**TASK TO COMPLETE**
Find the lines below that contain the string "tests", count them, and give only the number.

Dataset items:
■ ■ ■ ■ ■ ■ ■

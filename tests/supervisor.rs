// tests/supervisor.rs

mod common;
use crate::common::{fast_settings, init_tracing};

use std::time::Duration;

use tokio::time::Instant;
use tokio_util::sync::CancellationToken;

use runjob::errors::RunJobError;
use runjob::exec::{Supervisor, SupervisorSettings, MAX_RUNNING_TIME, POLL_INTERVAL};
use runjob::types::{ContainerHandle, ExecutionOutcome};
use runjob_test_utils::fake_engine::{Behaviour, FakeEngine, Operation};

async fn supervise(engine: &FakeEngine, container: &str) -> Result<ExecutionOutcome, RunJobError> {
    Supervisor::new(engine, fast_settings())
        .supervise(&ContainerHandle::created(container), &CancellationToken::new())
        .await
}

#[test]
fn production_timing_is_fixed() {
    let settings = SupervisorSettings::default();
    assert_eq!(settings.poll_interval, POLL_INTERVAL);
    assert_eq!(settings.ceiling, MAX_RUNNING_TIME);
    assert_eq!(POLL_INTERVAL, Duration::from_millis(100));
    assert_eq!(MAX_RUNNING_TIME, Duration::from_secs(24 * 60 * 60));
}

#[test]
fn exit_codes_classify_outcomes() {
    assert_eq!(ExecutionOutcome::from_exit_code(0), ExecutionOutcome::Succeeded);
    assert_eq!(
        ExecutionOutcome::from_exit_code(-1),
        ExecutionOutcome::KilledOrUnexpected
    );
    assert_eq!(
        ExecutionOutcome::from_exit_code(7),
        ExecutionOutcome::FailedWithCode(7)
    );
    assert_eq!(
        ExecutionOutcome::from_exit_code(137),
        ExecutionOutcome::FailedWithCode(137)
    );
}

#[tokio::test(start_paused = true)]
async fn exit_zero_is_success() {
    init_tracing();

    let engine = FakeEngine::new().with_container("c", Behaviour::ExitAfter { polls: 2, code: 0 });
    let outcome = supervise(&engine, "c").await.unwrap();

    assert_eq!(outcome, ExecutionOutcome::Succeeded);
    assert_eq!(engine.count(Operation::Start), 1);
    // Two polls see it running, the third sees it stopped.
    assert_eq!(engine.count(Operation::Inspect), 3);
}

#[tokio::test(start_paused = true)]
async fn exit_minus_one_is_killed_or_unexpected() {
    let engine = FakeEngine::new().with_container("c", Behaviour::ExitAfter { polls: 0, code: -1 });
    assert_eq!(
        supervise(&engine, "c").await.unwrap(),
        ExecutionOutcome::KilledOrUnexpected
    );
}

#[tokio::test(start_paused = true)]
async fn other_exit_codes_are_failures() {
    let engine = FakeEngine::new().with_container("c", Behaviour::ExitAfter { polls: 5, code: 7 });
    assert_eq!(
        supervise(&engine, "c").await.unwrap(),
        ExecutionOutcome::FailedWithCode(7)
    );
}

#[tokio::test(start_paused = true)]
async fn container_past_the_ceiling_times_out() {
    let engine = FakeEngine::new().with_container("c", Behaviour::NeverExits);
    let started = Instant::now();

    let outcome = supervise(&engine, "c").await.unwrap();

    assert_eq!(outcome, ExecutionOutcome::TimedOut);
    assert!(started.elapsed() > fast_settings().ceiling);
    // 10ms polls: inspected at 10ms..=1000ms, gave up at 1010ms.
    assert_eq!(engine.count(Operation::Inspect), 100);
    // Timing out does not touch the container.
    assert!(engine.removed().is_empty());
}

#[tokio::test(start_paused = true)]
async fn container_stopping_just_before_the_ceiling_is_not_timed_out() {
    let engine = FakeEngine::new().with_container("c", Behaviour::ExitAfter { polls: 99, code: 0 });
    assert_eq!(
        supervise(&engine, "c").await.unwrap(),
        ExecutionOutcome::Succeeded
    );
}

#[tokio::test(start_paused = true)]
async fn inspect_failure_aborts_supervision() {
    let engine = FakeEngine::new()
        .with_container("c", Behaviour::NeverExits)
        .failing(Operation::Inspect);

    match supervise(&engine, "c").await {
        Err(RunJobError::PollInfra { container, .. }) => assert_eq!(container, "c"),
        other => panic!("expected PollInfra, got {other:?}"),
    }
    // Never retried.
    assert_eq!(engine.count(Operation::Inspect), 1);
}

#[tokio::test(start_paused = true)]
async fn start_failure_skips_polling() {
    let engine = FakeEngine::new()
        .with_container("c", Behaviour::NeverExits)
        .failing(Operation::Start);

    match supervise(&engine, "c").await {
        Err(RunJobError::Start { container, .. }) => assert_eq!(container, "c"),
        other => panic!("expected Start error, got {other:?}"),
    }
    assert_eq!(engine.count(Operation::Inspect), 0);
    assert!(engine.exists("c"));
}

#[tokio::test(start_paused = true)]
async fn cancellation_stops_waiting() {
    let engine = FakeEngine::new().with_container("c", Behaviour::NeverExits);
    let cancel = CancellationToken::new();

    let trigger = cancel.clone();
    tokio::spawn(async move {
        tokio::time::sleep(Duration::from_millis(55)).await;
        trigger.cancel();
    });

    let result = Supervisor::new(&engine, fast_settings())
        .supervise(&ContainerHandle::created("c"), &cancel)
        .await;

    match result {
        Err(RunJobError::Cancelled { container }) => assert_eq!(container, "c"),
        other => panic!("expected Cancelled, got {other:?}"),
    }
    assert_eq!(engine.count(Operation::Inspect), 5);
}

#[tokio::test(start_paused = true)]
async fn already_cancelled_token_never_polls() {
    let engine = FakeEngine::new().with_container("c", Behaviour::NeverExits);
    let cancel = CancellationToken::new();
    cancel.cancel();

    let result = Supervisor::new(&engine, fast_settings())
        .supervise(&ContainerHandle::existing("c"), &cancel)
        .await;

    assert!(matches!(result, Err(RunJobError::Cancelled { .. })));
    assert_eq!(engine.count(Operation::Inspect), 0);
}
// src/exec/mod.rs

//! Container run pipeline.
//!
//! One run is a single sequential pass:
//!
//! - [`provisioner`] resolves the container (create from image, or look up
//!   an existing one).
//! - [`supervisor`] starts it and polls it to a terminal outcome under a
//!   hard ceiling.
//! - [`reaper`] removes it afterwards, but only if this run created it and
//!   the job allows deletion.
//! - [`backend`] holds the shared read-only services the three stages use.

pub mod backend;
pub mod provisioner;
pub mod reaper;
pub mod supervisor;

pub use backend::Backend;
pub use provisioner::Provisioner;
pub use reaper::{reap_decision, Reaped, Reaper};
pub use supervisor::{Supervisor, SupervisorSettings, MAX_RUNNING_TIME, POLL_INTERVAL};
// src/job.rs

//! Runnable jobs.
//!
//! Every job kind implements [`Job`]: given a per-run [`Context`] it performs
//! one run and returns a single terminal result. [`RunJob`] is the
//! container-run kind; other kinds (exec in a running container, local
//! commands) plug in behind the same trait.

use std::future::Future;
use std::pin::Pin;
use std::time::Duration;

use tokio::time::Instant;
use tokio_util::sync::CancellationToken;
use tracing::{error, info, warn};

use crate::config::JobSpec;
use crate::errors::Result;
use crate::exec::{Backend, Provisioner, Reaper, Supervisor};
use crate::types::ExecutionOutcome;

pub type JobFuture<'a> = Pin<Box<dyn Future<Output = Result<()>> + Send + 'a>>;

pub trait Job: Send + Sync {
    fn name(&self) -> &str;

    fn command(&self) -> &str;

    /// Perform one run. `Ok(())` means the run succeeded.
    fn run<'a>(&'a self, ctx: &'a mut Context) -> JobFuture<'a>;
}

/// Per-run state handed to [`Job::run`].
#[derive(Debug)]
pub struct Context {
    pub job: String,
    pub run_id: u64,
    pub execution: Execution,
    /// Fires to abandon supervision early. Nothing in the pipeline cancels
    /// on its own; the CLI wires this to Ctrl-C.
    pub cancel: CancellationToken,
}

impl Context {
    pub fn new(job: impl Into<String>, run_id: u64) -> Self {
        Self {
            job: job.into(),
            run_id,
            execution: Execution::default(),
            cancel: CancellationToken::new(),
        }
    }

    pub fn with_cancel(mut self, cancel: CancellationToken) -> Self {
        self.cancel = cancel;
        self
    }
}

/// Record of a single run.
#[derive(Debug, Clone, Default)]
pub struct Execution {
    started_at: Option<Instant>,
    duration: Option<Duration>,
    container: Option<String>,
    outcome: Option<ExecutionOutcome>,
    error: Option<String>,
}

impl Execution {
    pub fn start(&mut self) {
        self.started_at = Some(Instant::now());
        self.duration = None;
        self.error = None;
    }

    pub fn finish(&mut self, result: &Result<()>) {
        self.duration = self.started_at.map(|start| start.elapsed());
        self.error = result.as_ref().err().map(|e| e.to_string());
    }

    pub fn is_running(&self) -> bool {
        self.started_at.is_some() && self.duration.is_none()
    }

    pub fn failed(&self) -> bool {
        self.error.is_some()
    }

    pub fn duration(&self) -> Option<Duration> {
        self.duration
    }

    /// Id of the container the run used, once provisioning succeeded.
    pub fn container(&self) -> Option<&str> {
        self.container.as_deref()
    }

    /// Terminal classification, once supervision finished.
    pub fn outcome(&self) -> Option<ExecutionOutcome> {
        self.outcome
    }

    pub fn error(&self) -> Option<&str> {
        self.error.as_deref()
    }
}

/// Run a command in a container: provision, supervise, reap.
#[derive(Debug, Clone)]
pub struct RunJob {
    name: String,
    spec: JobSpec,
    backend: Backend,
}

impl RunJob {
    pub fn new(name: impl Into<String>, spec: JobSpec, backend: Backend) -> Self {
        Self {
            name: name.into(),
            spec,
            backend,
        }
    }

    pub fn spec(&self) -> &JobSpec {
        &self.spec
    }

    async fn execute(&self, ctx: &mut Context) -> Result<()> {
        let engine = self.backend.engine.as_ref();

        let handle = Provisioner::new(&self.backend).provision(&self.spec).await?;
        ctx.execution.container = Some(handle.id.clone());

        let outcome = Supervisor::new(engine, self.backend.supervisor)
            .supervise(&handle, &ctx.cancel)
            .await?;
        ctx.execution.outcome = Some(outcome);

        if outcome.is_success() {
            Reaper::new(engine).reap(&handle, self.spec.delete).await?;
        } else {
            warn!(
                job = %ctx.job,
                run_id = ctx.run_id,
                container = %handle.id,
                %outcome,
                "keeping container for inspection"
            );
        }

        outcome.into_result(&handle.id, self.backend.supervisor.ceiling)
    }
}

impl Job for RunJob {
    fn name(&self) -> &str {
        &self.name
    }

    fn command(&self) -> &str {
        &self.spec.command
    }

    fn run<'a>(&'a self, ctx: &'a mut Context) -> JobFuture<'a> {
        Box::pin(async move {
            info!(job = %ctx.job, run_id = ctx.run_id, command = %self.spec.command, "starting job run");
            ctx.execution.start();

            let result = self.execute(ctx).await;
            ctx.execution.finish(&result);

            match &result {
                Ok(()) => info!(
                    job = %ctx.job,
                    run_id = ctx.run_id,
                    duration = ?ctx.execution.duration(),
                    "job run succeeded"
                ),
                Err(err) => error!(
                    job = %ctx.job,
                    run_id = ctx.run_id,
                    duration = ?ctx.execution.duration(),
                    error = %err,
                    "job run failed"
                ),
            }

            result
        })
    }
}
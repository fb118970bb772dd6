// src/parse/volumes.rs

use crate::errors::{Result, RunJobError};

/// A host directory bind-mounted into the job container.
///
/// Mounts are always read-write.
#[derive(Debug, Clone, PartialEq, Eq)]
pub struct VolumeMount {
    pub host_path: String,
    pub container_path: String,
}

impl VolumeMount {
    pub fn new(host_path: impl Into<String>, container_path: impl Into<String>) -> Self {
        Self {
            host_path: host_path.into(),
            container_path: container_path.into(),
        }
    }

    /// Engine bind string, e.g. `/data:/data:rw`.
    pub fn to_bind(&self) -> String {
        format!("{}:{}:rw", self.host_path, self.container_path)
    }
}

/// Parse `from:to[,from:to...]` into mounts, preserving input order.
///
/// The first malformed entry fails the whole parse.
pub fn parse_volumes(spec: &str) -> Result<Vec<VolumeMount>> {
    spec.split(',').map(parse_volume_entry).collect()
}

fn parse_volume_entry(entry: &str) -> Result<VolumeMount> {
    let entry = entry.trim();
    let parts: Vec<&str> = entry.split(':').collect();

    match parts.as_slice() {
        [from, to] if !from.is_empty() && !to.is_empty() => Ok(VolumeMount::new(*from, *to)),
        _ => Err(RunJobError::SpecParse {
            kind: "volume spec",
            entry: entry.to_string(),
            expected: "from_path:to_path",
        }),
    }
}
// tests/reaper.rs

use runjob::errors::RunJobError;
use runjob::exec::{reap_decision, Reaped, Reaper};
use runjob::types::ContainerHandle;
use runjob_test_utils::fake_engine::{Behaviour, FakeEngine, Operation};

const STOPPED: Behaviour = Behaviour::ExitAfter { polls: 0, code: 0 };

#[test]
fn only_owned_containers_with_delete_on_are_removed() {
    let owned = ContainerHandle::created("c");
    let supplied = ContainerHandle::existing("c");

    assert_eq!(reap_decision(&owned, true), Reaped::Removed);
    assert_eq!(reap_decision(&owned, false), Reaped::KeptDeleteDisabled);
    assert_eq!(reap_decision(&supplied, true), Reaped::KeptNotOwned);
    assert_eq!(reap_decision(&supplied, false), Reaped::KeptNotOwned);
}

#[tokio::test]
async fn owned_container_is_force_removed() {
    let engine = FakeEngine::new().with_container("c", STOPPED);

    let reaped = Reaper::new(&engine)
        .reap(&ContainerHandle::created("c"), true)
        .await
        .unwrap();

    assert_eq!(reaped, Reaped::Removed);
    assert_eq!(engine.removed(), vec!["c".to_string()]);
    assert!(!engine.exists("c"));
}

#[tokio::test]
async fn supplied_container_is_never_removed() {
    let engine = FakeEngine::new().with_container("c", STOPPED);

    let reaped = Reaper::new(&engine)
        .reap(&ContainerHandle::existing("c"), true)
        .await
        .unwrap();

    assert_eq!(reaped, Reaped::KeptNotOwned);
    assert!(engine.calls().is_empty());
    assert!(engine.exists("c"));
}

#[tokio::test]
async fn delete_disabled_keeps_the_container() {
    let engine = FakeEngine::new().with_container("c", STOPPED);

    let reaped = Reaper::new(&engine)
        .reap(&ContainerHandle::created("c"), false)
        .await
        .unwrap();

    assert_eq!(reaped, Reaped::KeptDeleteDisabled);
    assert_eq!(engine.count(Operation::Remove), 0);
}

#[tokio::test]
async fn remove_failure_is_reported() {
    let engine = FakeEngine::new()
        .with_container("c", STOPPED)
        .failing(Operation::Remove);

    match Reaper::new(&engine).reap(&ContainerHandle::created("c"), true).await {
        Err(RunJobError::Remove { container, .. }) => assert_eq!(container, "c"),
        other => panic!("expected Remove error, got {other:?}"),
    }
}
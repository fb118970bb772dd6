// src/fs/mock.rs

use std::collections::HashMap;
use std::path::{Path, PathBuf};
use std::sync::{Arc, Mutex};

use anyhow::{anyhow, Result};

use super::FileSystem;

/// In-memory text files for tests: env files, docker configs.
///
/// Paths are matched exactly as given; clones share the same files.
#[derive(Debug, Clone, Default)]
pub struct MockFileSystem {
    files: Arc<Mutex<HashMap<PathBuf, String>>>,
}

impl MockFileSystem {
    pub fn new() -> Self {
        Self::default()
    }

    pub fn add_file(&self, path: impl AsRef<Path>, content: impl Into<String>) {
        self.files
            .lock()
            .unwrap()
            .insert(path.as_ref().to_path_buf(), content.into());
    }
}

impl FileSystem for MockFileSystem {
    fn read_to_string(&self, path: &Path) -> Result<String> {
        self.files
            .lock()
            .unwrap()
            .get(path)
            .cloned()
            .ok_or_else(|| anyhow!("no such file: {}", path.display()))
    }

    fn is_file(&self, path: &Path) -> bool {
        self.files.lock().unwrap().contains_key(path)
    }
}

■ ■ ■ ■ ■ ■ ■

**FINISHED EXERCISE**
4